Screenshot:Amazon Studios

He’s built like a sculpture of a sculpture, like form itself idealized. He is both the titular protagonist’s dad and all of our dad, who is horny, loves a henley…

Screenshot:Amazon Studios

…and sports forearms that look like two hormone-plumped turkey legs plucked from a cart at Disney World.

Screenshot:Amazon Studios
Screenshot:Amazon Studios

His graying temples bespeak maturity; the rest of his full head of brown hair flaunts vitality. He’s been on Earth for hundreds, if not thousands of years (I can’t remember if it’s explicitly stated on the show, but many online resources regarding the comic book source of the Amazon show’s story say 2,000+) and he’s only showing minor signs of aging—a superhero to make David Sinclair proud. His mustache looks as much like it belongs on the bottom of a broom as it does pressed up against a guy’s torso in the back room of a bar. He is Super Daddy.

Screenshot:Amazon Studios

Not to be all like, “drawings are hot,” but this drawing is. Add Omni-Man to the list of drawings that seem hung. Invincible, whose first season dropped on Amazon earlier this year, looks very familiar while existing in a universe that is distinct from the Marvel and D.C. ones that take up the most cultural space. Many Invincible characters are reminiscent of established icons like the Flash and Spider-Man. The show’s m.o. seems to be not to avoid the cliche, but to embrace and enrich it, sketching out what the actual (super-) human experience of living in a world dominated by flying heroes and monster villains might look like. Tropes are twisted slightly, and juiciness flows.

Omni-Man is an alien uber-man—a Superman cognate with just a little more going on than benevolence for a people whose planet he’s passing through. He’s so familiar in his broad embodiment of masculine ideals that when he brutally murders a group of his hero peers at the end of the show’s premiere, it’s a shock. How could such well-chiseled goodness be capable of such savagery? He must have been possessed by evil forces! His motivation is a mystery that runs throughout the first season and I’ll let you in on why, which means I’ll be spoiling the first season finale (which premiered months ago, so please get over it).

Screenshot:Amazon Studios

It turns out that Omni-Man was sent to Earth by his people, the Viltrumite race, not to protect it, but to weaken it for future infiltration. That means, of course, getting rid of the planet’s strongest: its existing superheroes. The story subverts our expectations that such a positioned character who radiates health and fatherly protection would only be capable of good. Omni-Man is a way of illustrating the insidiousness of what might commonly be referred to as “toxic masculinity.”

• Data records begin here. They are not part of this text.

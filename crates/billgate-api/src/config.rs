//! Gateway configuration
//!
//! One flat struct assembled at start, grouped by concern. The server crate
//! loads it from files and environment; tests build it directly.

use billgate_backend::{GrpcChannelConfig, StorageBucketConfig};
use billgate_core::PaginationConfig;
use secrecy::{ExposeSecret, SecretString};
use serde::Deserialize;
use std::path::PathBuf;
use std::time::Duration;
use thiserror::Error;

/// Default upper bound for buffered request bodies
pub const DEFAULT_MAX_BODY_BYTES: usize = 10 * 1024 * 1024;

/// Everything the HTTP layer needs to serve requests
#[derive(Debug, Clone)]
pub struct GatewayConfig {
    pub identity_provider: IdentityProviderConfig,
    pub auth: AuthConfig,
    pub pagination: PaginationConfig,
    pub backend: BackendConfig,
    pub storage: StorageConfig,
    pub urls: UrlConfig,

    /// Largest request body buffered by the authentication layer
    pub max_body_bytes: usize,
}

impl Default for GatewayConfig {
    fn default() -> Self {
        Self {
            identity_provider: IdentityProviderConfig::default(),
            auth: AuthConfig::default(),
            pagination: PaginationConfig::default(),
            backend: BackendConfig::default(),
            storage: StorageConfig::default(),
            urls: UrlConfig::default(),
            max_body_bytes: DEFAULT_MAX_BODY_BYTES,
        }
    }
}

impl GatewayConfig {
    /// Check limits and required settings
    pub fn validate(&self) -> Result<(), ConfigError> {
        self.pagination
            .validate()
            .map_err(|e| ConfigError::Invalid(e.to_string()))?;

        if self.max_body_bytes == 0 {
            return Err(ConfigError::Invalid(
                "max_body_bytes must be positive".to_string(),
            ));
        }

        if self.backend.request_timeout_secs == 0 || self.backend.extended_timeout_secs == 0 {
            return Err(ConfigError::Invalid(
                "backend timeouts must be positive".to_string(),
            ));
        }

        if self.backend.extended_timeout_secs < self.backend.request_timeout_secs {
            return Err(ConfigError::Invalid(
                "backend.extended_timeout_secs must not be shorter than request_timeout_secs"
                    .to_string(),
            ));
        }

        if !matches!(self.urls.http_scheme.as_str(), "http" | "https") {
            return Err(ConfigError::Invalid(format!(
                "urls.http_scheme must be http or https, got '{}'",
                self.urls.http_scheme
            )));
        }

        if !self.urls.order_inline_form_url_mask.contains("{id}") {
            return Err(ConfigError::Invalid(
                "urls.order_inline_form_url_mask must contain an {id} placeholder".to_string(),
            ));
        }

        if !self.auth.disable_authn
            && self.identity_provider.signing_secret.expose_secret().is_empty()
        {
            return Err(ConfigError::Missing("identity_provider.signing_secret"));
        }

        Ok(())
    }

    /// Whether either security bypass is switched on
    pub fn bypass_enabled(&self) -> bool {
        self.auth.disable_authn || self.auth.disable_authz
    }
}

/// Configuration errors
#[derive(Debug, Error)]
pub enum ConfigError {
    #[error("Invalid configuration: {0}")]
    Invalid(String),

    #[error("Missing required setting: {0}")]
    Missing(&'static str),
}

/// External identity provider issuing bearer tokens
#[derive(Debug, Clone, Deserialize)]
pub struct IdentityProviderConfig {
    #[serde(default)]
    pub issuer: String,

    /// Expected token audience
    #[serde(default)]
    pub client_id: String,

    #[serde(default = "empty_secret")]
    pub client_secret: SecretString,

    #[serde(default)]
    pub redirect_url: String,

    /// HMAC secret tokens are signed with
    #[serde(default = "empty_secret")]
    pub signing_secret: SecretString,

    #[serde(default = "default_leeway_secs")]
    pub leeway_secs: u64,
}

impl Default for IdentityProviderConfig {
    fn default() -> Self {
        Self {
            issuer: String::new(),
            client_id: String::new(),
            client_secret: empty_secret(),
            redirect_url: String::new(),
            signing_secret: empty_secret(),
            leeway_secs: default_leeway_secs(),
        }
    }
}

/// Credentials of the non-user route groups and the bypass flags
#[derive(Debug, Clone, Deserialize)]
pub struct AuthConfig {
    /// Skip authentication entirely (non-production only)
    #[serde(default)]
    pub disable_authn: bool,

    /// Skip authorization entirely (non-production only)
    #[serde(default)]
    pub disable_authz: bool,

    /// Secret webhook payloads are signed with
    #[serde(default = "empty_secret")]
    pub webhook_secret: SecretString,

    /// Token operators present in `X-System-Token`
    #[serde(default = "empty_secret")]
    pub system_token: SecretString,

    /// TOML policy file
    #[serde(default)]
    pub policy_file: Option<PathBuf>,
}

impl Default for AuthConfig {
    fn default() -> Self {
        Self {
            disable_authn: false,
            disable_authz: false,
            webhook_secret: empty_secret(),
            system_token: empty_secret(),
            policy_file: None,
        }
    }
}

/// gRPC backends and call deadlines
#[derive(Debug, Clone, Deserialize)]
pub struct BackendConfig {
    #[serde(default = "default_billing")]
    pub billing: GrpcChannelConfig,

    #[serde(default = "default_reporter")]
    pub reporter: GrpcChannelConfig,

    /// Deadline of ordinary calls
    #[serde(default = "default_request_timeout_secs")]
    pub request_timeout_secs: u64,

    /// Deadline of bulk calls
    #[serde(default = "default_extended_timeout_secs")]
    pub extended_timeout_secs: u64,
}

impl BackendConfig {
    pub fn request_timeout(&self) -> Duration {
        Duration::from_secs(self.request_timeout_secs)
    }

    pub fn extended_timeout(&self) -> Duration {
        Duration::from_secs(self.extended_timeout_secs)
    }
}

impl Default for BackendConfig {
    fn default() -> Self {
        Self {
            billing: default_billing(),
            reporter: default_reporter(),
            request_timeout_secs: default_request_timeout_secs(),
            extended_timeout_secs: default_extended_timeout_secs(),
        }
    }
}

/// Object storage buckets and the local download area
#[derive(Debug, Clone, Deserialize)]
pub struct StorageConfig {
    #[serde(default = "default_agreements_bucket")]
    pub agreements: StorageBucketConfig,

    #[serde(default = "default_reporter_bucket")]
    pub reporter: StorageBucketConfig,

    #[serde(default = "default_documents_bucket")]
    pub documents: StorageBucketConfig,

    /// Parent of per-download temp directories; system temp dir when unset
    #[serde(default)]
    pub temp_dir: Option<PathBuf>,
}

impl StorageConfig {
    pub fn temp_root(&self) -> PathBuf {
        self.temp_dir.clone().unwrap_or_else(std::env::temp_dir)
    }
}

impl Default for StorageConfig {
    fn default() -> Self {
        Self {
            agreements: default_agreements_bucket(),
            reporter: default_reporter_bucket(),
            documents: default_documents_bucket(),
            temp_dir: None,
        }
    }
}

/// Settings for absolute URLs returned to clients
#[derive(Debug, Clone, Deserialize)]
pub struct UrlConfig {
    #[serde(default = "default_http_scheme")]
    pub http_scheme: String,

    /// Payment form link, `{id}` is replaced by the order id
    #[serde(default = "default_order_inline_form_url_mask")]
    pub order_inline_form_url_mask: String,
}

impl UrlConfig {
    /// Payment form link of order `id`
    pub fn order_form_url(&self, id: &str) -> String {
        self.order_inline_form_url_mask.replace("{id}", id)
    }
}

impl Default for UrlConfig {
    fn default() -> Self {
        Self {
            http_scheme: default_http_scheme(),
            order_inline_form_url_mask: default_order_inline_form_url_mask(),
        }
    }
}

fn empty_secret() -> SecretString {
    SecretString::new(String::new())
}

fn default_leeway_secs() -> u64 {
    30
}

fn default_billing() -> GrpcChannelConfig {
    GrpcChannelConfig::new("http://127.0.0.1:50051")
}

fn default_reporter() -> GrpcChannelConfig {
    GrpcChannelConfig::new("http://127.0.0.1:50052")
}

fn default_request_timeout_secs() -> u64 {
    30
}

fn default_extended_timeout_secs() -> u64 {
    600
}

fn default_agreements_bucket() -> StorageBucketConfig {
    StorageBucketConfig::new("http://127.0.0.1:9000", "agreements")
}

fn default_reporter_bucket() -> StorageBucketConfig {
    StorageBucketConfig::new("http://127.0.0.1:9000", "reporter")
}

fn default_documents_bucket() -> StorageBucketConfig {
    StorageBucketConfig::new("http://127.0.0.1:9000", "documents")
}

fn default_http_scheme() -> String {
    "https".to_string()
}

fn default_order_inline_form_url_mask() -> String {
    "https://checkout.billgate.io/order/{id}".to_string()
}
//! API request handlers
//!
//! One module per route group. Handlers read the [`RequestContext`] built by
//! the authentication layer, bind and validate their input, call the backend
//! through the [`ServiceCaller`] and return the chosen payload field.
//!
//! [`RequestContext`]: crate::context::RequestContext

pub mod admin;
pub mod common;
pub mod project;
pub mod system;
pub mod webhook;

use billgate_backend::{BillingService, ObjectStorage, ReporterService};
use std::fmt;
use std::path::PathBuf;
use std::sync::Arc;

use crate::adapter::ServiceCaller;
use crate::config::GatewayConfig;

/// Object storage buckets served by download routes
#[derive(Clone)]
pub struct StorageBuckets {
    /// Signed merchant agreements
    pub agreements: Arc<dyn ObjectStorage>,

    /// Files produced by the reporter
    pub reporter: Arc<dyn ObjectStorage>,

    /// Payout documents
    pub documents: Arc<dyn ObjectStorage>,
}

/// Application state shared across handlers
#[derive(Clone)]
pub struct AppState {
    pub billing: Arc<dyn BillingService>,
    pub reporter: Arc<dyn ReporterService>,
    pub storage: StorageBuckets,
    pub caller: ServiceCaller,
    pub config: Arc<GatewayConfig>,
}

impl AppState {
    /// Create new application state
    pub fn new(
        config: Arc<GatewayConfig>,
        billing: Arc<dyn BillingService>,
        reporter: Arc<dyn ReporterService>,
        storage: StorageBuckets,
    ) -> Self {
        Self {
            caller: ServiceCaller::from_config(&config.backend),
            billing,
            reporter,
            storage,
            config,
        }
    }

    /// Directory downloads are staged under
    pub fn temp_root(&self) -> PathBuf {
        self.config.storage.temp_root()
    }
}

impl fmt::Debug for AppState {
    fn fmt(&self, f: &mut fmt::Formatter<'_>) -> fmt::Result {
        f.debug_struct("AppState")
            .field("caller", &self.caller)
            .finish_non_exhaustive()
    }
}
//! Pagination cursor
//!
//! A [`Cursor`] is derived from the `limit`, `offset` and `sort` query
//! parameters. Once resolved against a [`PaginationConfig`] it always
//! satisfies `0 < limit <= limit_max`, and resolving it again is a no-op.

use serde::{Deserialize, Serialize};

use crate::error::{CoreError, Result};

/// Pagination defaults injected into every list request
#[derive(Debug, Clone, Copy, PartialEq, Eq, Serialize, Deserialize)]
pub struct PaginationConfig {
    /// Limit used when the caller gives none (or an invalid one)
    #[serde(default = "default_limit")]
    pub limit_default: u32,

    /// Offset used when the caller gives none (or an invalid one)
    #[serde(default)]
    pub offset_default: u32,

    /// Hard ceiling for the limit
    #[serde(default = "default_limit_max")]
    pub limit_max: u32,
}

fn default_limit() -> u32 {
    100
}

fn default_limit_max() -> u32 {
    1000
}

impl Default for PaginationConfig {
    fn default() -> Self {
        Self {
            limit_default: default_limit(),
            offset_default: 0,
            limit_max: default_limit_max(),
        }
    }
}

impl PaginationConfig {
    /// Check the defaults are consistent with the ceiling
    pub fn validate(&self) -> Result<()> {
        if self.limit_default == 0 {
            return Err(CoreError::InvalidConfiguration(
                "pagination limit_default must be positive".to_string(),
            ));
        }

        if self.limit_max < self.limit_default {
            return Err(CoreError::InvalidConfiguration(format!(
                "pagination limit_max ({}) is lower than limit_default ({})",
                self.limit_max, self.limit_default
            )));
        }

        Ok(())
    }
}

/// Resolved pagination parameters
#[derive(Debug, Clone, Default, PartialEq, Eq, Serialize, Deserialize)]
pub struct Cursor {
    /// Maximum number of items
    pub limit: u32,

    /// Number of items to skip
    pub offset: u32,

    /// Sort fields, `-` prefix for descending
    #[serde(default, skip_serializing_if = "Vec::is_empty")]
    pub sort: Vec<String>,
}

impl Cursor {
    /// Build a resolved cursor from raw query pairs
    ///
    /// Unparsable or non-positive limits fall back to the default, limits
    /// above the ceiling are clamped. Both `sort` and `sort[]` keys are
    /// accepted and may repeat.
    pub fn from_query(query: &[(String, String)], config: &PaginationConfig) -> Self {
        let mut limit: Option<i64> = None;
        let mut offset: Option<i64> = None;
        let mut sort = Vec::new();

        for (key, value) in query {
            match key.as_str() {
                "limit" => limit = value.trim().parse().ok(),
                "offset" => offset = value.trim().parse().ok(),
                "sort" | "sort[]" => {
                    sort.extend(
                        value
                            .split(',')
                            .map(str::trim)
                            .filter(|s| !s.is_empty())
                            .map(String::from),
                    );
                }
                _ => {}
            }
        }

        Self::from_raw(limit, offset, sort, config)
    }

    /// Resolve an already-built cursor again
    pub fn resolve(self, config: &PaginationConfig) -> Self {
        Self::from_raw(
            Some(i64::from(self.limit)),
            Some(i64::from(self.offset)),
            self.sort,
            config,
        )
    }

    fn from_raw(
        limit: Option<i64>,
        offset: Option<i64>,
        sort: Vec<String>,
        config: &PaginationConfig,
    ) -> Self {
        let limit = match limit {
            Some(l) if l > 0 => l.min(i64::from(config.limit_max)) as u32,
            _ => config.limit_default.min(config.limit_max),
        };

        let offset = match offset {
            Some(o) if o >= 0 => o.min(i64::from(u32::MAX)) as u32,
            _ => config.offset_default,
        };

        Self {
            limit,
            offset,
            sort,
        }
    }
}
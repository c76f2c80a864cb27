//! Handlers for authenticated users
//!
//! Report files follow a two-phase flow. [`generate_report`] submits the
//! request to the reporter and returns the file id at once; the reporter
//! notifies the chosen channel when the file is ready, and the client then
//! fetches it through [`download_report`].

use axum::{
    extract::{RawQuery, State},
    http::{header::HOST, HeaderMap, Uri},
    response::Response,
    Json,
};
use billgate_backend::{
    billing,
    proto::{CreateFileRequest, PayoutDocumentsPaginate},
    reporter,
};
use billgate_core::FileName;
use billgate_service::{
    prepare_report_file, Constraint, Format, PayoutListQuery, ReportFileInput, ServiceError,
    Validate, ValidationSpec,
};
use serde::{Deserialize, Serialize};
use tracing::{debug, error, info, instrument, warn};

use super::AppState;
use crate::adapter::Deadline;
use crate::binding::{bind, bind_validated, PathParams};
use crate::context::RequestContext;
use crate::download;
use crate::error::{ApiError, ApiResult};
use crate::responses::ReportFileCreatedResponse;
use crate::routes::paths;

/// List payouts of the caller's merchant, one page at a time
#[instrument(skip_all, fields(user_id = %ctx.identity.id))]
pub async fn list_payouts(
    State(state): State<AppState>,
    RawQuery(query): RawQuery,
    ctx: RequestContext,
) -> ApiResult<Json<PayoutDocumentsPaginate>> {
    let input: PayoutListQuery =
        bind_validated(&[], query.as_deref(), &ctx.raw_body, |q: &mut PayoutListQuery| {
            q.enrich(&ctx.identity)
        })?;
    let request = input.into_request(&ctx.cursor);

    let billing = &state.billing;
    let response = state
        .caller
        .call(
            billing::SERVICE_NAME,
            "GetPayoutDocuments",
            request,
            Deadline::Default,
            |req| billing.list_payouts(req),
        )
        .await?;

    Ok(Json(response.item.unwrap_or_default()))
}

/// Ask the reporter to generate a file
#[instrument(skip_all, fields(user_id = %ctx.identity.id))]
pub async fn generate_report(
    State(state): State<AppState>,
    RawQuery(query): RawQuery,
    uri: Uri,
    headers: HeaderMap,
    ctx: RequestContext,
) -> ApiResult<Json<ReportFileCreatedResponse>> {
    let input: ReportFileInput = bind(&[], query.as_deref(), &ctx.raw_body)?;
    let report = prepare_report_file(input, &ctx.identity)?;
    let host = request_host(&headers, &uri).ok_or_else(|| {
        debug!("Request carries no host to build the download link from");
        ApiError::binding()
    })?;

    let reporter = &state.reporter;
    let response = state
        .caller
        .call(
            reporter::SERVICE_NAME,
            "CreateFile",
            CreateFileRequest::from(&report),
            Deadline::Default,
            |req| reporter.create_file(req),
        )
        .await?;

    if response.file_id.is_empty() {
        error!("Reporter accepted the report without a file id");
        return Err(ApiError::transport());
    }

    let file_name = format!("{}.{}", response.file_id, report.file_type);
    let download_url = format!(
        "{}://{}{}/{}",
        state.config.urls.http_scheme,
        host,
        paths::REPORT_FILE,
        file_name
    );

    info!(file_id = %response.file_id, report_type = %report.report_type, "Report requested");
    Ok(Json(ReportFileCreatedResponse {
        file_id: response.file_id,
        download_url,
    }))
}

fn request_host(headers: &HeaderMap, uri: &Uri) -> Option<String> {
    headers
        .get(HOST)
        .and_then(|h| h.to_str().ok())
        .filter(|h| !h.is_empty())
        .map(str::to_string)
        .or_else(|| uri.authority().map(|a| a.to_string()))
}

#[derive(Debug, Default, Serialize, Deserialize)]
struct FilePath {
    #[serde(default)]
    file: String,
}

impl Validate for FilePath {
    fn validation_spec() -> ValidationSpec {
        ValidationSpec::new().field(
            "file",
            [Constraint::Required, Constraint::length(1, 255)],
        )
    }
}

#[derive(Debug, Default, Serialize, Deserialize)]
struct AgreementPath {
    #[serde(default)]
    merchant_id: String,

    #[serde(default)]
    file: String,
}

impl Validate for AgreementPath {
    fn validation_spec() -> ValidationSpec {
        ValidationSpec::new()
            .field(
                "merchant_id",
                [Constraint::Required, Constraint::Format(Format::ObjectId)],
            )
            .field(
                "file",
                [Constraint::Required, Constraint::length(1, 255)],
            )
    }
}

/// Stream a generated report file
#[instrument(skip_all)]
pub async fn download_report(
    State(state): State<AppState>,
    PathParams(path): PathParams,
) -> ApiResult<Response> {
    let input: FilePath = bind_validated(&path, None, b"", |_| {})?;
    let file_name = FileName::parse(input.file).map_err(ServiceError::from)?;
    let key = file_name.as_str().to_string();

    download::deliver(
        state.storage.reporter.as_ref(),
        &state.temp_root(),
        &key,
        file_name,
    )
    .await
}

/// Stream a merchant's signed agreement
#[instrument(skip_all, fields(user_id = %ctx.identity.id))]
pub async fn download_agreement(
    State(state): State<AppState>,
    PathParams(path): PathParams,
    ctx: RequestContext,
) -> ApiResult<Response> {
    let input: AgreementPath = bind_validated(&path, None, b"", |_| {})?;

    if !ctx.identity.merchant_id.is_empty() && ctx.identity.merchant_id != input.merchant_id {
        warn!(merchant_id = %input.merchant_id, "Agreement of another merchant requested");
        return Err(ApiError::forbidden("Agreement belongs to another merchant"));
    }

    let file_name = FileName::parse(input.file).map_err(ServiceError::from)?;
    let key = format!("{}/{}", input.merchant_id, file_name);

    download::deliver(
        state.storage.agreements.as_ref(),
        &state.temp_root(),
        &key,
        file_name,
    )
    .await
}

/// Stream a payout document
#[instrument(skip_all)]
pub async fn download_payout_document(
    State(state): State<AppState>,
    PathParams(path): PathParams,
) -> ApiResult<Response> {
    let input: FilePath = bind_validated(&path, None, b"", |_| {})?;
    let file_name = FileName::parse(input.file).map_err(ServiceError::from)?;
    let key = file_name.as_str().to_string();

    download::deliver(
        state.storage.documents.as_ref(),
        &state.temp_root(),
        &key,
        file_name,
    )
    .await
}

And I’d argue that he wouldn’t be nearly as convincing were it not for his corporal vessel.

Screenshot:Amazon Studios

He’s a wolf in himbo’s clothing, someone whose rather conventional allure maximizes his potential for exploitation. He’s a him fatale. At his core, he is not “a kind of good-hearted hero, a response to the toxic brand of dastardly character that emerged in the Trump years meant to reassure women that Not All Men,” as my editor Julianne Escobedo Shepherd described of the himbo in her intro to this series. Rather, he uses that image to deceive in a scheme that, because it’s inherently evil at least in terms of earthly morality, and this is a story about superheroes, is destined to fail. He’s not a himbo, he just plays one in society, but his plan is decidedly misguided and, in fact, fundamentally himbo-ish.

Screenshot:Amazon Studios

Also, Wikipedia describes his stamina as “nigh-limitless,” which makes me think he’d fuck great.